A Twitter account set to issue tweet alerts when coins tied to certain addresses trade, indicated a trade of a batch of virtual currency that is “possibly” tied to Satoshi Nakamoto, the person or persons who wrote the software code for the digital currency back in 2009. The identity of Nakamoto has long been speculated on but the originator of bitcoin has never been verified.
About 11 years ago, he created, or mined, the original batch of bitcoins that are widely known as the genesis block.
The tweet suggests that the batch of some 40 or 50 bitcoins that changed hands on Wednesday were mined within the first month of the creation of bitcoin.
To be sure, the anonymous nature of the bitcoin makes it impossible to know the owner of the coins but the technology that underpins bitcoin makes tracking addresses of the certain blocks of coins possible.
Sleuthing for coins tied to the progenitor of the digital asset has become a regular pastime in the crypto community.
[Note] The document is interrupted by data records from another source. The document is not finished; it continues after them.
//! Core credential types.

use serde::{Deserialize, Deserializer, Serialize};
use serde_json::Value;

use crate::database::models::CredentialDbModel;
use crate::utils::json::{JsonContext, parse_optional};

/// Remaining video quota as last reported upstream.
#[derive(Debug, Clone, Copy, PartialEq, Eq, Serialize, Deserialize)]
#[serde(tag = "state", content = "remaining", rename_all = "snake_case")]
pub enum Quota {
    /// No snapshot yet. Admitted; the upstream service rejects if exhausted.
    Unknown,
    Known(u32),
}

impl Quota {
    /// Map a raw upstream count, where negative values mean "unknown".
    pub fn from_raw(raw: Option<i64>) -> Self {
        match raw {
            Some(n) if n >= 0 => Self::Known(u32::try_from(n).unwrap_or(u32::MAX)),
            _ => Self::Unknown,
        }
    }

    /// Unknown or strictly positive quota admits a new job.
    pub fn admits(&self) -> bool {
        match self {
            Self::Unknown => true,
            Self::Known(n) => *n > 0,
        }
    }
}

/// Key of the rate-limit object inside a cached account status.
const RATE_LIMIT_KEY: &str = "rate_limit_and_credit_balance";

/// The `rate_limit_and_credit_balance` object of an account status.
///
/// Each field is read on its own, so a malformed sibling never hides the
/// remaining count.
#[derive(Debug, Clone, Default, PartialEq, Serialize)]
pub struct RateLimitSnapshot {
    pub estimated_num_videos_remaining: Option<i64>,
    pub access_resets_in_seconds: Option<i64>,
    pub credit_remaining: Option<f64>,
    pub rate_limit_reached: bool,
}

impl RateLimitSnapshot {
    pub fn from_value(value: &Value) -> Self {
        Self {
            estimated_num_videos_remaining: lenient_f64(value.get("estimated_num_videos_remaining"))
                .map(|n| n.floor() as i64),
            access_resets_in_seconds: lenient_f64(value.get("access_resets_in_seconds"))
                .map(|n| n as i64),
            credit_remaining: lenient_f64(value.get("credit_remaining")),
            rate_limit_reached: value
                .get("rate_limit_reached")
                .and_then(Value::as_bool)
                .unwrap_or(false),
        }
    }

    pub fn quota(&self) -> Quota {
        Quota::from_raw(self.estimated_num_videos_remaining)
    }
}

impl<'de> Deserialize<'de> for RateLimitSnapshot {
    fn deserialize<D: Deserializer<'de>>(deserializer: D) -> Result<Self, D::Error> {
        Value::deserialize(deserializer).map(|v| Self::from_value(&v))
    }
}

/// Number that may arrive as a JSON number or a numeric string.
fn lenient_f64(value: Option<&Value>) -> Option<f64> {
    match value? {
        Value::Number(n) => n.as_f64(),
        Value::String(s) => s.trim().parse::<f64>().ok(),
        _ => None,
    }
    .filter(|n| n.is_finite())
}

/// Cached account status stored in `tokens.status_json`.
#[derive(Debug, Clone, Default, PartialEq, Serialize)]
pub struct AccountStatus {
    pub email: Option<String>,
    #[serde(rename = "rate_limit_and_credit_balance")]
    pub rate_limit: Option<RateLimitSnapshot>,
}

impl AccountStatus {
    pub fn from_value(value: &Value) -> Self {
        Self {
            email: value
                .get("email")
                .and_then(Value::as_str)
                .map(str::to_string),
            rate_limit: value
                .get(RATE_LIMIT_KEY)
                .filter(|v| v.is_object())
                .map(RateLimitSnapshot::from_value),
        }
    }
}

impl<'de> Deserialize<'de> for AccountStatus {
    fn deserialize<D: Deserializer<'de>>(deserializer: D) -> Result<Self, D::Error> {
        Value::deserialize(deserializer).map(|v| Self::from_value(&v))
    }
}

/// Coarse plan tier derived from the cached plan label.
#[derive(
    Debug, Clone, Copy, PartialEq, Eq, Serialize, Deserialize, strum::Display, strum::EnumString,
)]
#[strum(serialize_all = "lowercase")]
#[serde(rename_all = "lowercase")]
pub enum PlanTier {
    Unknown,
    Free,
    Plus,
    Pro,
}

impl PlanTier {
    /// Classify a plan label such as `chatgpt_plus`.
    pub fn from_label(label: &str) -> Self {
        let lower = label.to_ascii_lowercase();
        if is_pro_like(&lower) {
            Self::Pro
        } else if lower.contains("plus") {
            Self::Plus
        } else if lower.contains("free") {
            Self::Free
        } else {
            Self::Unknown
        }
    }
}

/// Case-insensitive substring match used by the pro-only filter.
pub(crate) fn is_pro_like(label: &str) -> bool {
    label.to_ascii_lowercase().contains("pro")
}

/// Per-medium concurrency limits. Negative values mean unlimited.
#[derive(Debug, Clone, Copy, PartialEq, Eq, Serialize, Deserialize)]
pub struct ConcurrencyLimits {
    pub image: i64,
    pub video: i64,
}

/// A credential as seen by the selector and the service layer.
#[derive(Debug, Clone, Serialize)]
pub struct Credential {
    pub id: i64,
    #[serde(skip_serializing)]
    pub bearer: String,
    pub active: bool,
    pub image_enabled: bool,
    pub video_enabled: bool,
    pub limits: ConcurrencyLimits,
    /// Raw plan label, e.g. `chatgpt_pro`. Empty until looked up.
    pub plan_label: String,
    pub remark: Option<String>,
    pub status: AccountStatus,
}

impl Credential {
    pub fn plan_tier(&self) -> PlanTier {
        PlanTier::from_label(&self.plan_label)
    }

    pub fn is_pro_like(&self) -> bool {
        is_pro_like(&self.plan_label)
    }

    pub fn quota(&self) -> Quota {
        self.status
            .rate_limit
            .as_ref()
            .map(RateLimitSnapshot::quota)
            .unwrap_or(Quota::Unknown)
    }

    pub fn has_bearer(&self) -> bool {
        !self.bearer.trim().is_empty()
    }
}

impl From<CredentialDbModel> for Credential {
    fn from(model: CredentialDbModel) -> Self {
        let status = parse_optional::<AccountStatus>(
            model.status_json.as_deref(),
            JsonContext::CredentialField {
                credential_id: model.id,
                field: "status_json",
            },
            "Ignoring unparseable credential status",
        )
        .unwrap_or_default();

        Self {
            id: model.id,
            bearer: model.token,
            active: model.is_active,
            image_enabled: model.image_enabled,
            video_enabled: model.video_enabled,
            limits: ConcurrencyLimits {
                image: model.image_concurrency,
                video: model.video_concurrency,
            },
            plan_label: model.plan_type,
            remark: model.remark,
            status,
        }
    }
}
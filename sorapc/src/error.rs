//! Application-wide error types.

use serde::Serialize;
use thiserror::Error;

/// Application-wide result type.
pub type Result<T> = std::result::Result<T, Error>;

/// Application-wide error type.
#[derive(Error, Debug)]
pub enum Error {
    #[error("{}", no_eligible_message(*require_pro))]
    NoEligibleCredential { require_pro: bool },

    #[error("Malformed payload: {0}")]
    MalformedPayload(String),

    #[error("Empty identifier: {0} must not be blank")]
    EmptyIdentifier(&'static str),

    #[error("Entity not found: {entity_type} with id {id}")]
    NotFound { entity_type: String, id: String },

    #[error("Prerequisite missing: {0}")]
    PrerequisiteMissing(String),

    #[error("No published URL for task {task_id}")]
    NoPublishedUrl { task_id: String },

    #[error("Watermark removal endpoint has no access token configured")]
    WatermarkCredentialMissing,

    #[error("Watermark removal returned no usable URL")]
    NoWatermarkFreeUrl,

    #[error("Download failed: {0}")]
    DownloadFailed(String),

    #[error("Database error: {0}")]
    DatabaseSqlx(#[from] sqlx::Error),

    #[error("Migration error: {0}")]
    Migration(#[from] sqlx::migrate::MigrateError),

    #[error("Network error: {0}")]
    Network(#[from] reqwest::Error),

    #[error("Upstream returned HTTP {status}: {body}")]
    UpstreamStatus { status: u16, body: String },

    #[error("Serialization error: {0}")]
    Serialization(#[from] serde_json::Error),

    #[error("Validation error: {0}")]
    Validation(String),

    #[error("Configuration error: {0}")]
    Configuration(String),

    #[error("IO error during {op} on {path}: {source}")]
    IoPath {
        op: &'static str,
        path: String,
        #[source]
        source: std::io::Error,
    },

    #[error("IO error: {0}")]
    Io(#[from] std::io::Error),
}

fn no_eligible_message(require_pro: bool) -> &'static str {
    if require_pro {
        "No eligible Pro credential: add an active Pro-tier token with remaining video quota"
    } else {
        "No eligible credential: add an active video-enabled token with remaining quota"
    }
}

/// Coarse classification surfaced to callers next to the message.
#[derive(Debug, Clone, Copy, PartialEq, Eq, Serialize, strum::Display, strum::AsRefStr)]
#[serde(rename_all = "snake_case")]
#[strum(serialize_all = "snake_case")]
pub enum ErrorKind {
    NoEligibleCredential,
    MalformedPayload,
    EmptyIdentifier,
    NotFound,
    PrerequisiteMissing,
    NoPublishedUrl,
    WatermarkCredentialMissing,
    NoWatermarkFreeUrl,
    DownloadFailed,
    StorageUnavailable,
    NetworkError,
    Invalid,
}

/// Structured failure reason handed to the caller instead of a raw error.
#[derive(Debug, Clone, PartialEq, Eq, Serialize)]
pub struct Failure {
    pub kind: ErrorKind,
    pub message: String,
}

impl Error {
    pub fn not_found(entity_type: impl Into<String>, id: impl Into<String>) -> Self {
        Self::NotFound {
            entity_type: entity_type.into(),
            id: id.into(),
        }
    }

    pub fn validation(msg: impl Into<String>) -> Self {
        Self::Validation(msg.into())
    }

    pub fn config(msg: impl Into<String>) -> Self {
        Self::Configuration(msg.into())
    }

    pub fn malformed(msg: impl Into<String>) -> Self {
        Self::MalformedPayload(msg.into())
    }

    pub fn prerequisite(msg: impl Into<String>) -> Self {
        Self::PrerequisiteMissing(msg.into())
    }

    pub fn download_failed(msg: impl Into<String>) -> Self {
        Self::DownloadFailed(msg.into())
    }

    pub fn io_path(op: &'static str, path: &std::path::Path, source: std::io::Error) -> Self {
        Self::IoPath {
            op,
            path: path.display().to_string(),
            source,
        }
    }

    pub fn kind(&self) -> ErrorKind {
        match self {
            Self::NoEligibleCredential { .. } => ErrorKind::NoEligibleCredential,
            Self::MalformedPayload(_) | Self::Serialization(_) => ErrorKind::MalformedPayload,
            Self::EmptyIdentifier(_) => ErrorKind::EmptyIdentifier,
            Self::NotFound { .. } => ErrorKind::NotFound,
            Self::PrerequisiteMissing(_) => ErrorKind::PrerequisiteMissing,
            Self::NoPublishedUrl { .. } => ErrorKind::NoPublishedUrl,
            Self::WatermarkCredentialMissing => ErrorKind::WatermarkCredentialMissing,
            Self::NoWatermarkFreeUrl => ErrorKind::NoWatermarkFreeUrl,
            Self::DownloadFailed(_) => ErrorKind::DownloadFailed,
            Self::DatabaseSqlx(_) | Self::Migration(_) => ErrorKind::StorageUnavailable,
            Self::Network(_) | Self::UpstreamStatus { .. } => ErrorKind::NetworkError,
            Self::IoPath { .. } | Self::Io(_) => ErrorKind::DownloadFailed,
            Self::Validation(_) | Self::Configuration(_) => ErrorKind::Invalid,
        }
    }

    pub fn failure(&self) -> Failure {
        Failure {
            kind: self.kind(),
            message: self.to_string(),
        }
    }
}

impl From<Error> for Failure {
    fn from(err: Error) -> Self {
        err.failure()
    }
}

#[cfg(test)]
mod tests {
    use super::*;

    #[test]
    fn test_no_eligible_message_distinguishes_pro() {
        let pro = Error::NoEligibleCredential { require_pro: true }.to_string();
        let any = Error::NoEligibleCredential { require_pro: false }.to_string();
        assert_ne!(pro, any);
        assert!(pro.contains("Pro"));
    }

    #[test]
    fn test_failure_kind_serializes_snake_case() {
        let failure = Error::NoPublishedUrl {
            task_id: "task_1".into(),
        }
        .failure();
        assert_eq!(failure.kind, ErrorKind::NoPublishedUrl);
        let json = serde_json::to_value(&failure).unwrap();
        assert_eq!(json["kind"], "no_published_url");
        assert!(json["message"].as_str().unwrap().contains("task_1"));
        assert_eq!(ErrorKind::StorageUnavailable.to_string(), "storage_unavailable");
    }

    #[test]
    fn test_upstream_status_is_network_error() {
        let err = Error::UpstreamStatus {
            status: 502,
            body: "bad gateway".into(),
        };
        assert_eq!(err.kind(), ErrorKind::NetworkError);
    }
}
//! Media transfer to local files.

use std::path::{Path, PathBuf};

use async_trait::async_trait;
use futures::StreamExt;
use reqwest::Client;
use reqwest::header::USER_AGENT;
use tokio::io::AsyncWriteExt;
use tracing::{debug, instrument, warn};

use crate::utils::fs::{ensure_parent_dir, remove_file_quietly};
use crate::utils::http_client::{BROWSER_USER_AGENT, MEDIA_TIMEOUT};
use crate::{Error, Result};

/// Downloads a URL into a local file.
#[async_trait]
pub trait MediaFetcher: Send + Sync {
    /// Transfer `url` to `dest`, replacing any existing file. On failure
    /// `dest` is left as it was and no partial file remains. Returns the
    /// number of bytes written.
    async fn fetch_to(&self, url: &str, dest: &Path) -> Result<u64>;
}

/// Sibling path used while a transfer is in flight.
pub fn partial_path(dest: &Path) -> PathBuf {
    let mut name = dest
        .file_name()
        .map(|n| n.to_os_string())
        .unwrap_or_default();
    name.push(".part");
    dest.with_file_name(name)
}

pub struct HttpMediaFetcher {
    client: Client,
}

impl HttpMediaFetcher {
    pub fn new(client: Client) -> Self {
        Self { client }
    }

    async fn stream_into(&self, url: &str, part: &Path) -> Result<u64> {
        let response = self
            .client
            .get(url)
            .header(USER_AGENT, BROWSER_USER_AGENT)
            .timeout(MEDIA_TIMEOUT)
            .send()
            .await
            .map_err(|e| Error::download_failed(format!("request failed: {e}")))?;

        let status = response.status();
        if !status.is_success() {
            return Err(Error::download_failed(format!("HTTP {}", status.as_u16())));
        }

        let mut file = tokio::fs::File::create(part)
            .await
            .map_err(|e| Error::download_failed(format!("creating {}: {e}", part.display())))?;

        let mut written = 0u64;
        let mut stream = response.bytes_stream();
        while let Some(chunk) = stream.next().await {
            let chunk = chunk
                .map_err(|e| Error::download_failed(format!("transfer interrupted: {e}")))?;
            file.write_all(&chunk)
                .await
                .map_err(|e| Error::download_failed(format!("writing {}: {e}", part.display())))?;
            written += chunk.len() as u64;
        }
        file.flush()
            .await
            .map_err(|e| Error::download_failed(format!("flushing {}: {e}", part.display())))?;

        Ok(written)
    }
}

#[async_trait]
impl MediaFetcher for HttpMediaFetcher {
    #[instrument(skip(self), fields(dest = %dest.display()))]
    async fn fetch_to(&self, url: &str, dest: &Path) -> Result<u64> {
        ensure_parent_dir(dest).await?;
        let part = partial_path(dest);

        let written = match self.stream_into(url, &part).await {
            Ok(written) => written,
            Err(error) => {
                warn!(error = %error, "Transfer failed; removing partial file");
                remove_file_quietly(&part).await;
                return Err(error);
            }
        };

        if let Err(e) = tokio::fs::rename(&part, dest).await {
            remove_file_quietly(&part).await;
            return Err(Error::download_failed(format!(
                "moving into {}: {e}",
                dest.display()
            )));
        }

        debug!(bytes = written, "Transfer complete");
        Ok(written)
    }
}
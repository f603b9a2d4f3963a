//! Retry helpers for database operations.

use rand::random;
use std::borrow::Cow;
use std::future::Future;
use std::time::Duration;
use tokio::time::sleep;
use tracing::debug;

use crate::{Error, Result};

const SQLITE_BUSY_MAX_RETRIES: usize = 8;
const SQLITE_BUSY_BASE_DELAY_MS: u64 = 10;
const SQLITE_BUSY_MAX_DELAY_MS: u64 = 1000;

fn is_sqlite_busy_error(err: &Error) -> bool {
    let Error::DatabaseSqlx(sqlx_err) = err else {
        return false;
    };

    let sqlx::Error::Database(db_err) = sqlx_err else {
        let msg = sqlx_err.to_string().to_ascii_lowercase();
        return msg.contains("database is locked") || msg.contains("database is busy");
    };

    let code = db_err.code().map(Cow::into_owned);
    if matches!(code.as_deref(), Some("5") | Some("6")) {
        return true;
    }

    let msg = db_err.message().to_ascii_lowercase();
    msg.contains("database is locked") || msg.contains("database is busy")
}

/// Run a single-row write, retrying with jittered exponential backoff while
/// SQLite reports the database as locked or busy.
pub async fn retry_on_sqlite_busy<T, F, Fut>(op_name: &'static str, mut op: F) -> Result<T>
where
    F: FnMut() -> Fut,
    Fut: Future<Output = Result<T>>,
{
    let mut attempt = 0usize;
    loop {
        match op().await {
            Ok(value) => return Ok(value),
            Err(err) => {
                if !is_sqlite_busy_error(&err) || attempt >= SQLITE_BUSY_MAX_RETRIES {
                    return Err(err);
                }

                let backoff_ms = SQLITE_BUSY_BASE_DELAY_MS
                    .saturating_mul(1u64 << attempt)
                    .min(SQLITE_BUSY_MAX_DELAY_MS);
                let jitter_ms = random::<u64>() % (backoff_ms / 4 + 1);
                let delay =
                    Duration::from_millis((backoff_ms + jitter_ms).min(SQLITE_BUSY_MAX_DELAY_MS));

                debug!(
                    op = op_name,
                    attempt = attempt + 1,
                    max = SQLITE_BUSY_MAX_RETRIES,
                    "SQLite busy, retrying in {:?}",
                    delay
                );

                sleep(delay).await;
                attempt += 1;
            }
        }
    }
}
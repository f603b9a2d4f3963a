//! Runtime configuration.
//!
//! Values come from the environment (after `.env` is loaded by the binary),
//! falling back to defaults suitable for a local desktop install.

use std::path::PathBuf;

use tracing::warn;

use crate::downloader::WatermarkSettings;
use crate::remote::DEFAULT_WATERMARK_ENDPOINT;

pub const DEFAULT_DATABASE_URL: &str = "sqlite:accounts.db?mode=rwc";
pub const DEFAULT_API_BASE_URL: &str = "http://127.0.0.1:8000";
pub const DEFAULT_DOWNLOAD_DIR: &str = "downloads";
pub const DEFAULT_LOG_DIR: &str = "logs";
pub const DEFAULT_DRAFTS_PAGE_SIZE: u32 = 20;

#[derive(Debug, Clone, PartialEq, Eq)]
pub struct AppConfig {
    pub database_url: String,
    /// Base URL of the remote job API, without trailing slash.
    pub api_base_url: String,
    pub download_dir: PathBuf,
    pub log_dir: PathBuf,
    pub watermark_endpoint: String,
    pub watermark_token: Option<String>,
    /// Page size used when listing drafts after a job completes.
    pub drafts_page_size: u32,
}

impl Default for AppConfig {
    fn default() -> Self {
        Self {
            database_url: DEFAULT_DATABASE_URL.to_string(),
            api_base_url: DEFAULT_API_BASE_URL.to_string(),
            download_dir: PathBuf::from(DEFAULT_DOWNLOAD_DIR),
            log_dir: PathBuf::from(DEFAULT_LOG_DIR),
            watermark_endpoint: DEFAULT_WATERMARK_ENDPOINT.to_string(),
            watermark_token: None,
            drafts_page_size: DEFAULT_DRAFTS_PAGE_SIZE,
        }
    }
}

impl AppConfig {
    pub fn from_env_or_default() -> Self {
        Self::from_lookup(|key| std::env::var(key).ok())
    }

    /// Build from an arbitrary key lookup. Blank values count as unset.
    pub fn from_lookup<F>(lookup: F) -> Self
    where
        F: Fn(&str) -> Option<String>,
    {
        let get = |key: &str| {
            lookup(key)
                .map(|v| v.trim().to_string())
                .filter(|v| !v.is_empty())
        };
        let mut config = Self::default();

        if let Some(url) = get("DATABASE_URL") {
            config.database_url = url;
        }

        if let Some(base) = get("SORAPC_API_BASE_URL") {
            config.api_base_url = base;
        }
        config.api_base_url = config.api_base_url.trim_end_matches('/').to_string();

        if let Some(dir) = get("SORAPC_DOWNLOAD_DIR") {
            config.download_dir = PathBuf::from(dir);
        }

        if let Some(dir) = get("SORAPC_LOG_DIR") {
            config.log_dir = PathBuf::from(dir);
        }

        if let Some(endpoint) = get("SORAPC_WATERMARK_ENDPOINT") {
            config.watermark_endpoint = endpoint;
        }

        config.watermark_token = get("SORAPC_WATERMARK_TOKEN");

        if let Some(limit) = get("SORAPC_DRAFTS_LIMIT") {
            match limit.parse::<u32>() {
                Ok(parsed) if parsed > 0 => config.drafts_page_size = parsed,
                _ => warn!(value = %limit, "Invalid SORAPC_DRAFTS_LIMIT, using default"),
            }
        }

        config
    }

    pub fn watermark_settings(&self) -> WatermarkSettings {
        WatermarkSettings {
            endpoint: Some(self.watermark_endpoint.clone()),
            token: self.watermark_token.clone(),
        }
    }
}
Tracking big blocks of bitcoin also helps to understand the habits of those who hold substantial influence on bitcoin prices by dint of their holdings.
Bitcoin futures, representing a single bitcoin, were off 1.3% in Wednesday afternoon, with the most-actively traded May
at $9,550, while bitcoin spot prices
were off 1.8% at $9,525, according to data from CoinDesk.
Bitcoin futures are up more than 32% so far in 2020, and they had been trading at an intrasession peak at $9,895 on Wednesday before settling lower.
A number of industry participants have pointed out that the fact that the bitcoins are 2009 vintage doesn’t necessarily mean that they are related to Nakamoto.
However, that didn’t stop interest in bitcoin surging on Twitter, with the term “satoshi” becoming a viral term on the social-media platform Twitter Wednesday afternoon.
Bitcoin was created as an alternative payment system 11 years ago, one that operated anonymously and peer-to-peer, eliminating the so-called trusted third party.
The cryptocurrency was born amid worries that modern currency is manufactured by central banks printing fiat money to boost economic growth—a view that has gained increasing traction amid the COVID-19 pandemic.
Proponents of bitcoin argue that because the digital asset is decentralized from central banks or governments, individuals can conduct transactions without an intermediary. That is part of the appeal of bitcoin.
However, the nascent asset hasn’t made significant headway in price since hitting a December 2017 peak near $20,000.
Critics also point to the cryptocurrency’s association with money laundering as one of its biggest drawbacks. So far, bitcoin hasn’t achieved sufficient scalability to make it a legitimate currency much less a store of value, other opponents say.
That said, bitcoin has managed to hold its own compared with gold thus far this year, with gold futures
up 15% in the year to date. By comparison, the S&P 500 index
is down 8.1% so far this year and the Dow Jones Industrial Average
are off nearly 14% after a coronavirus-induced downturn virtually brought the equity markets to their knees in March.